IGA Deployment Methodology
This page is a work in progress. |
Please consider this IGA deployment methodology as rather high level description how to go forward than detail explanation of each step.
Typical IGA deployment will not start on green field. In each organization, there are some provisioning processes running and some user lifecycle steps are configured.
1. Business drivers
IGA deployment and implementation requires significant amount of communication and manual work. It will modify the daily life of organization and results will not come the next day. Such large task needs some good business reason to be performed. And there are at least two of them.
Business performance: Easier and faster provisioning of access. People in organizations often struggle to get access to an application. It can take even weeks in some applications which directly affects delivery of new projects and organization performance.
Good IGA implementation may decrease this lead time from weeks to hours or minutes.
Security & Compliance: Good control over user access. Having good control over user access is one of main goals in information security. And real organizations are quite away from achieving this goal. Security managers struggle to get user access under control and know who has access to what and why.
Furthermore, good technical description of application roles enables easy deprovisioning of user access. The word easy means that the unexpected errors caused by removal of entitlement can be minimized. When such errors are minimized, security managers have easier life pushing people to remove unnecessary access. Especially when people know that creating access is easy and fast.
2. Responsibilities
IGA is handling users, applications and roles and their assignments. Managing everything is hard task.

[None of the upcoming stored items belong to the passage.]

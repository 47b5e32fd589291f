use thiserror::Error;

/// Result type alias using AccessError
pub type Result<T> = std::result::Result<T, AccessError>;

// ========== Fault Taxonomy ==========

/// Canonical fault kind taxonomy
///
/// Every diagnostic the engine reports is classified into one of these kinds.
/// None of them ever escapes to the caller: they only travel through the
/// diagnostic sink, and the caller observes a plain `false`.
#[derive(Debug, Clone, Copy, PartialEq, Eq, Hash)]
pub enum FaultKind {
    /// Counts, types or values differ
    StructuralMismatch,
    /// A field accessor or a sequence iterator failed at read time
    UnreadableField,
    /// The two operands failed the type-compatibility check
    TypeIncompatible,
    /// Any other failure inside a sub-comparison (a panic in `Inspect` code)
    CatastrophicFault,
}

impl FaultKind {
    /// Get the stable code for this kind
    pub fn code(&self) -> &'static str {
        match self {
            FaultKind::StructuralMismatch => "ERR_STRUCTURAL_MISMATCH",
            FaultKind::UnreadableField => "ERR_UNREADABLE_FIELD",
            FaultKind::TypeIncompatible => "ERR_TYPE_INCOMPATIBLE",
            FaultKind::CatastrophicFault => "ERR_CATASTROPHIC_FAULT",
        }
    }
}

impl std::fmt::Display for FaultKind {
    fn fmt(&self, f: &mut std::fmt::Formatter<'_>) -> std::fmt::Result {
        f.write_str(self.code())
    }
}

// ========== End Fault Taxonomy ==========

/// Failure raised while reading a member of an inspected value
///
/// Returned by [`Record::field`](crate::inspect::Record::field) and by the
/// item iterators of [`Sequence`](crate::inspect::Sequence). The engine turns
/// every one of these into a mismatch for the member concerned.
#[derive(Error, Debug, Clone, PartialEq, Eq)]
pub enum AccessError {
    /// The member exists but has no implementation behind it
    #[error("Member is not implemented: {member}")]
    NotImplemented { member: String },

    /// The member could not be read at invocation time
    #[error("Member {member} could not be read: {reason}")]
    Unreadable { member: String, reason: String },

    /// A record was asked for a field index outside its field table
    #[error("No field at index {index} (record has {len} fields)")]
    FieldIndexOutOfRange { index: usize, len: usize },

    /// A record has no field with the requested name
    #[error("No field named {name} on {type_name}")]
    NoSuchField { name: String, type_name: String },
}

impl AccessError {
    /// Convenience constructor for [`AccessError::Unreadable`]
    pub fn unreadable(member: impl Into<String>, reason: impl Into<String>) -> Self {
        AccessError::Unreadable {
            member: member.into(),
            reason: reason.into(),
        }
    }

    /// Convenience constructor for [`AccessError::NotImplemented`]
    pub fn not_implemented(member: impl Into<String>) -> Self {
        AccessError::NotImplemented {
            member: member.into(),
        }
    }
}

#[cfg(test)]
mod tests {
    use super::*;

    #[test]
    fn test_fault_codes_are_stable() {
        assert_eq!(
            FaultKind::StructuralMismatch.code(),
            "ERR_STRUCTURAL_MISMATCH"
        );
        assert_eq!(FaultKind::UnreadableField.code(), "ERR_UNREADABLE_FIELD");
        assert_eq!(FaultKind::TypeIncompatible.code(), "ERR_TYPE_INCOMPATIBLE");
        assert_eq!(
            FaultKind::CatastrophicFault.code(),
            "ERR_CATASTROPHIC_FAULT"
        );
    }

    #[test]
    fn test_fault_kind_display_is_code() {
        assert_eq!(
            FaultKind::UnreadableField.to_string(),
            FaultKind::UnreadableField.code()
        );
    }

    #[test]
    fn test_access_error_messages() {
        let err = AccessError::not_implemented("legacy_total");
        assert_eq!(err.to_string(), "Member is not implemented: legacy_total");

        let err = AccessError::unreadable("balance", "ledger closed");
        assert_eq!(
            err.to_string(),
            "Member balance could not be read: ledger closed"
        );

        let err = AccessError::FieldIndexOutOfRange { index: 4, len: 2 };
        assert!(err.to_string().contains("index 4"));
    }
}
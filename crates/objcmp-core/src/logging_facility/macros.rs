//! Canonical operation logging macros
//!
//! Both macros emit an `info` event carrying `component`, `op` and `event`
//! under the keys defined in `objcmp_core_types::schema`. Extra fields are
//! passed through to `tracing` unchanged.

/// Log the start of an operation
///
/// # Example
///
/// ```
/// # use objcmp_core::log_op_start;
/// log_op_start!("compare");
/// log_op_start!("compare", lhs_type = "Order");
/// ```
#[macro_export]
macro_rules! log_op_start {
    ($op:expr) => {
        ::tracing::info!(
            component = module_path!(),
            op = $op,
            event = $crate::schema::EVENT_START,
        );
    };
    ($op:expr, $($field:tt)*) => {
        ::tracing::info!(
            component = module_path!(),
            op = $op,
            event = $crate::schema::EVENT_START,
            $($field)*
        );
    };
}

/// Log the end of an operation
///
/// # Example
///
/// ```
/// # use objcmp_core::log_op_end;
/// log_op_end!("compare", duration_ms = 3_u64);
/// log_op_end!("compare", duration_ms = 3_u64, equal = true);
/// ```
#[macro_export]
macro_rules! log_op_end {
    ($op:expr, duration_ms = $duration:expr) => {
        ::tracing::info!(
            component = module_path!(),
            op = $op,
            event = $crate::schema::EVENT_END,
            duration_ms = $duration,
        );
    };
    ($op:expr, duration_ms = $duration:expr, $($field:tt)*) => {
        ::tracing::info!(
            component = module_path!(),
            op = $op,
            event = $crate::schema::EVENT_END,
            duration_ms = $duration,
            $($field)*
        );
    };
}
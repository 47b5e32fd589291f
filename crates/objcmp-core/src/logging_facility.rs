//! Structured logging facility for objcmp
//!
//! This module provides:
//! - Single initialization point via `init(profile)`
//! - Operation macros (`log_op_start!`, `log_op_end!`) with canonical field keys
//! - Test capture mode for deterministic assertions
//!
//! # Usage
//!
//! ```rust
//! use objcmp_core::logging_facility::{init, Profile};
//!
//! // Initialize once at application startup
//! init(Profile::Development);
//! ```

pub mod init;
pub mod macros;
pub mod test_capture;

pub use init::{init, Profile};
pub use test_capture::{init_test_capture, with_test_capture, CapturedEvent, TestCapture};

In ideal world, IGA is responsible for definition and management of relations between users and applications - in the form of roles and their assignments. IGA should not be responsible for management of lifecycle of users and applications. The lifecycle of these objects should be managed by other systems and just be read to IGA. Users are typically managed in HR systems, applications in application inventory systems.
When building IGA solution, try to load the users and application definitions from resources outside midPoint. If this is not possible (we are not living in ideal world) you can use midPoint as interface for registration of users or applications. Whole sets, or just part of them. Try to keep responsibility for registration and lifecycle updates of users and applications to teams responsible for them.
Definition of IGA roles and their integration with applications is mostly done in midPoint. Responsibility for design of the roles should be on application owners/engineers, or owners of the business roles. IGA administrators should be operating in the area as technical support.
Definition of business roles should be performed by their owners or Role manager. Role manager is the position who should define and modify business structure of IGA objects - e.g. business roles organization, description, ownership…
3. Prerequisites
This methodology is built on the foundations brought in First steps. It assumes, that midPoint performs provisioning.
Prior deployment, the engineer should identify and describe the authoritative sources of each set of users and how these users will be loaded to IGA solution, set it up in the midPoint - so the basic technology is up and is able to provision data.
Engineer should have configured resources and sources of users. MidPoint can provision the users to resources. Applications and roles are missing - but this is the scope of Identity governance works.